Patricia de Souza vuelve con esta nueva novela que recorre diferentes zonas geográficas interiores y territoriales. La autora construye un Yo mayúsculo en femenino, con una voz más potente, más alta.
Manuela
Desde que he llegado me acompaña la historia de la vida de otra mujer. Las colecciono, las elijo. Y se convierten en mis guías. Pienso cada vez más en la vida de Manuela Sáenz, la veo entrar y salir, recorrer pasadizos, repito la imagen del encuentro con Bolívar, el encuentro con alguien que será su testigo y su acompañante. La soledad es no encontrar nunca esa persona que nos observe con benevolencia. Y que nos acompañe.

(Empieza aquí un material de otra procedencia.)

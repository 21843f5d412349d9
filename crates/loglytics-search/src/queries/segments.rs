//! Segment query engine: tenant scoping, cheap size preview and paginated
//! member-id retrieval via a composite aggregation.

use serde_json::{json, Value};

use loglytics_core::segment::SegmentPage;

use crate::error::SearchError;
use crate::{cursor, decode};

/// Estimates above this are approximate and impractical to page through.
pub const PREVIEW_HAS_MORE_THRESHOLD: u64 = 10_000;

pub const DEFAULT_PAGE_SIZE: usize = 10;

/// Scope `base` to one instance by appending a term filter to its
/// `bool.must` array, creating the array — or the whole `bool` wrapper —
/// as needed. Copy-on-write: the input is never mutated.
pub fn with_instance_filter(base: &Value, instance_id: Option<i64>) -> Value {
    let Some(id) = instance_id else {
        return base.clone();
    };
    let term = json!({ "term": { "instance.id": id } });

    let mut scoped = base.clone();
    let Some(bool_clause) = scoped.get_mut("bool").and_then(Value::as_object_mut) else {
        return json!({ "bool": { "must": [base.clone(), term] } });
    };
    let must = bool_clause
        .entry("must")
        .or_insert_with(|| Value::Array(Vec::new()));
    if !must.is_array() {
        *must = Value::Array(Vec::new());
    }
    if let Some(clauses) = must.as_array_mut() {
        clauses.push(term);
    }
    scoped
}

/// Distinct-member estimate: one cardinality aggregation, no hits.
pub fn preview_body(query: &Value) -> Value {
    json!({
        "query": query,
        "size": 0,
        "aggs": {
            "unique_members": { "cardinality": { "field": "device.id" } }
        }
    })
}

pub fn decode_preview_count(resp: &Value) -> u64 {
    decode::agg_u64(resp, &["unique_members"])
}

/// One page of member ids: a composite terms aggregation with a single
/// source on the unique-identity field. `after` is the decoded cursor key,
/// fed to the engine verbatim.
pub fn results_body(query: &Value, size: usize, after: Option<&Value>) -> Value {
    let mut composite = json!({
        "size": size,
        "sources": [
            { "device_id": { "terms": { "field": "device.id" } } }
        ]
    });
    if let Some(after_key) = after {
        composite["after"] = after_key.clone();
    }
    json!({
        "query": query,
        "size": 0,
        "aggs": { "results": { "composite": composite } }
    })
}

/// `total` counts this page's buckets, not the whole segment — a documented
/// quirk callers rely on. A next cursor is only emitted for a full page.
pub fn decode_results(
    segment_id: i64,
    size: usize,
    resp: &Value,
) -> Result<SegmentPage, SearchError> {
    let page = decode::buckets(resp, &["results"]);
    let ids: Vec<String> = page
        .iter()
        .map(|bucket| {
            bucket
                .get("key")
                .and_then(|key| key.get("device_id"))
                .map(|id| match id {
                    Value::String(s) => s.clone(),
                    other => other.to_string(),
                })
                .unwrap_or_default()
        })
        .collect();

    let after_key = if ids.len() == size {
        resp.pointer("/aggregations/results/after_key")
            .map(cursor::encode_after_key)
            .transpose()?
    } else {
        None
    };

    Ok(SegmentPage {
        segment_id,
        total: ids.len(),
        ids,
        after_key,
    })
}

/// The physical index currently receiving writes for `alias`, resolved from
/// the engine's alias table.
pub fn resolve_write_index(alias: &str, alias_response: &Value) -> Result<String, SearchError> {
    alias_response
        .as_object()
        .and_then(|indices| {
            indices.iter().find(|(_, info)| {
                info.get("aliases")
                    .and_then(|aliases| aliases.get(alias))
                    .and_then(|entry| entry.get("is_write_index"))
                    .and_then(Value::as_bool)
                    == Some(true)
            })
        })
        .map(|(index, _)| index.clone())
        .ok_or_else(|| SearchError::MappingNotFound(alias.to_string()))
}

/// Raw property map of `index` from a `_mapping` response.
pub fn extract_properties(index: &str, mapping_response: &Value) -> Option<Value> {
    mapping_response
        .get(index)
        .and_then(|entry| entry.get("mappings"))
        .and_then(|mappings| mappings.get("properties"))
        .cloned()
}
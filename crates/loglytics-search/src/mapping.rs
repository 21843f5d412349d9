//! Field names of the users-logs index mapping.
//!
//! `device`, `geo`, `page` and `product` are nested objects; grouping on any
//! of their fields goes through the nested branch of the aggregation builder.

pub const DATE: &str = "date";
pub const EVENT: &str = "event";
pub const TARGET: &str = "target";
pub const REFERRER: &str = "referrer";
pub const TOPICS: &str = "googleTopics";
pub const INSTANCE_ID: &str = "instance.id";

pub const DEVICE_PATH: &str = "device";
pub const DEVICE_ID: &str = "device.id";
pub const DEVICE_TYPE: &str = "device.type";
pub const DEVICE_BROWSER: &str = "device.browser";
pub const DEVICE_OS: &str = "device.os";

pub const GEO_COUNTRY: &str = "geo.country";
pub const GEO_CITY: &str = "geo.city";

pub const PAGE_TITLE: &str = "page.title";

pub const PRODUCT_ID: &str = "product.id";
pub const PRODUCT_BRAND: &str = "product.brand";
pub const PRODUCT_CATEGORY: &str = "product.category";
pub const PRODUCT_PRICE: &str = "product.price";
pub const PRODUCT_QUANTITY: &str = "product.quantity";

/// Logical alias of a tenant's event log; physical rollover indices sit
/// behind it, managed by the engine.
pub fn index_alias(client_id: i64) -> String {
    format!("users-logs-{client_id}")
}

¿Pero, qué es esto? No es un diario, ni siquiera un cuaderno de notas, esto es un libro, uno más, me pregunto, una botella al mar. O una carta robada que viaja hacia cualquiera.

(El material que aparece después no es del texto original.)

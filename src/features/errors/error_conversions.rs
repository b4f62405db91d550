use axum::extract::rejection::JsonRejection;
use validator::ValidationErrors;

use crate::data::models::AppError;

impl From<ValidationErrors> for AppError {
    fn from(err: ValidationErrors) -> Self {
        AppError::InvalidInput(err.to_string())
    }
}

impl From<JsonRejection> for AppError {
    fn from(err: JsonRejection) -> Self {
        AppError::InvalidInput(err.body_text())
    }
}
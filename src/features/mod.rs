pub mod ai_client;
pub mod errors;
pub mod extract;
pub mod fallback;
pub mod prompts;
pub mod schedule_check;
pub mod validation;
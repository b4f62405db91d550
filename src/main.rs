use anyhow::Context;
use axum::{
    http::{HeaderName, Method},
    routing::{get, post},
    Router,
};
use std::sync::Arc;
use tokio::net::TcpListener;
use tower_http::cors::{Any, CorsLayer};

mod config;
mod data;
mod features;
mod handlers;
mod schema;
#[cfg(test)]
mod test_support;

use config::Config;
use data::repositories::{SqliteStore, StudyStore};
use features::ai_client::GenerativeClient;

#[derive(Clone)]
struct AppState {
    pub client: Arc<GenerativeClient>,
    pub store: Arc<dyn StudyStore>,
}

fn cors_layer() -> CorsLayer {
    CorsLayer::new()
        .allow_origin(Any)
        .allow_methods([Method::GET, Method::POST, Method::OPTIONS])
        .allow_headers([
            HeaderName::from_static("authorization"),
            HeaderName::from_static("x-client-info"),
            HeaderName::from_static("apikey"),
            HeaderName::from_static("content-type"),
            HeaderName::from_static("x-supabase-client-platform"),
            HeaderName::from_static("x-supabase-client-platform-version"),
            HeaderName::from_static("x-supabase-client-runtime"),
            HeaderName::from_static("x-supabase-client-runtime-version"),
        ])
}

fn build_router(state: AppState) -> Router {
    // Generation functions, callable cross-origin
    let functions_router = Router::new()
        .route(
            "/generate-study",
            post(handlers::study::generate_study).options(handlers::preflight),
        )
        .route(
            "/generate-schedule",
            post(handlers::schedule::generate_schedule).options(handlers::preflight),
        );

    // Persistence API
    let api_router = Router::new()
        .route("/schedules", post(handlers::schedule::save_schedule))
        .route("/schedules/{user_id}", get(handlers::schedule::list_schedules))
        .route("/quiz-scores", post(handlers::quiz::save_quiz_score));

    Router::new()
        .nest("/functions/v1", functions_router)
        .nest("/api", api_router)
        .layer(cors_layer())
        .with_state(state)
}

#[tokio::main]
async fn main() -> anyhow::Result<()> {
    dotenv::dotenv().ok();
    pretty_env_logger::init();

    let config = Config::from_env();

    // Database configuration
    let store = SqliteStore::connect(&config.database_url).context("Failed to create DB pool")?;
    store
        .run_migrations()
        .context("Failed to create database tables")?;

    let client = GenerativeClient::new(&config).context("Failed to create HTTP client")?;
    if !client.has_api_key() {
        log::warn!("AI_API_KEY is not set; study generation will fail and schedules use the fallback generator");
    }

    let app = build_router(AppState {
        client: Arc::new(client),
        store: Arc::new(store),
    });

    let listener = TcpListener::bind(&config.bind_addr)
        .await
        .with_context(|| format!("Failed to bind to {}", config.bind_addr))?;

    log::info!("Server running on http://{}", config.bind_addr);

    axum::serve(listener, app).await.context("Server error")?;
    Ok(())
}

Encuentro la foto de mi hijo abrazado a una mujer en lo que parece una calle de Miami. Está tan flaco que se diría que es un joven de una barriada de Lima. No me veo como su madre, me veo como una hermana. Si me obligo a escribir es para aceptar que el tiempo existe. Tal vez pude empezar en el instante en que tenía la edad de ese hijo, pero esto no sucede, es demasiado pronto y el lenguaje no ha madurado. Mi hijo tiene la piel demasiado blanca para pensar que es pobre, sería lo que se dice, “un burgués desclasado”, un arruinado de clase superior. Poco importan las horribles clasificaciones.

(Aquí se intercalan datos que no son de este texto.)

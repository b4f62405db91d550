use diesel::result::Error as DieselError;
use thiserror::Error;

// Storage failures, carrying the underlying message
#[derive(Error, Debug)]
pub enum PersistenceError {
    #[error("Database connection error: {0}")]
    Pool(#[from] r2d2::Error),
    #[error("{0}")]
    Database(#[from] DieselError),
}

// Everything a request can fail with
#[derive(Error, Debug)]
pub enum AppError {
    #[error("{0}")]
    InvalidInput(String),
    #[error("AI API key is not configured")]
    MissingApiKey,
    #[error("Too many requests. Please wait a moment and try again.")]
    RateLimited,
    #[error("AI usage limit reached. Please add credits to continue.")]
    QuotaExceeded,
    #[error("AI gateway error ({status})")]
    Upstream { status: u16, body: String },
    #[error("Failed to reach AI gateway: {0}")]
    Transport(reqwest::Error),
    #[error("No content received from AI")]
    EmptyContent,
    #[error("Failed to parse AI response: {source}")]
    MalformedResponse {
        raw: String,
        #[source]
        source: serde_json::Error,
    },
    #[error("AI response has an unexpected shape: {0}")]
    SchemaViolation(String),
    #[error("Failed to save: {0}")]
    Persistence(#[from] PersistenceError),
    #[error("Failed to load: {0}")]
    Load(PersistenceError),
}

impl AppError {
    /// Everything except bad client input can be absorbed by the fallback schedule.
    pub fn is_recoverable(&self) -> bool {
        !matches!(self, AppError::InvalidInput(_))
    }
}
pub mod error_conversions;
pub mod error_responses;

El mundo. Una señora dice en el metro: estamos asistiendo a un cambio radical en la forma de relacionarnos, de mirarnos, de encontrarnos. Nadie puede pasar del Facebook, y la mensajería ha pasado a ser un instrumento del pasado, un cadáver. Nadie escribe largo. Tengo solo una o dos personas que son capaces de mandarme un mail, y mi vida depende de eso. Mi vida concreta es pobre en encuentros y rica en imaginación. Conforme pasan los años y me convierto en una mujer madura, lo que se dice comúnmente, “de edad”, siento que somos solo espectadoras. Duele que la vida nos dé la espalda, pero es solo una impresión, la vida sigue ahí aunque nos transformemos y la repetición se imponga.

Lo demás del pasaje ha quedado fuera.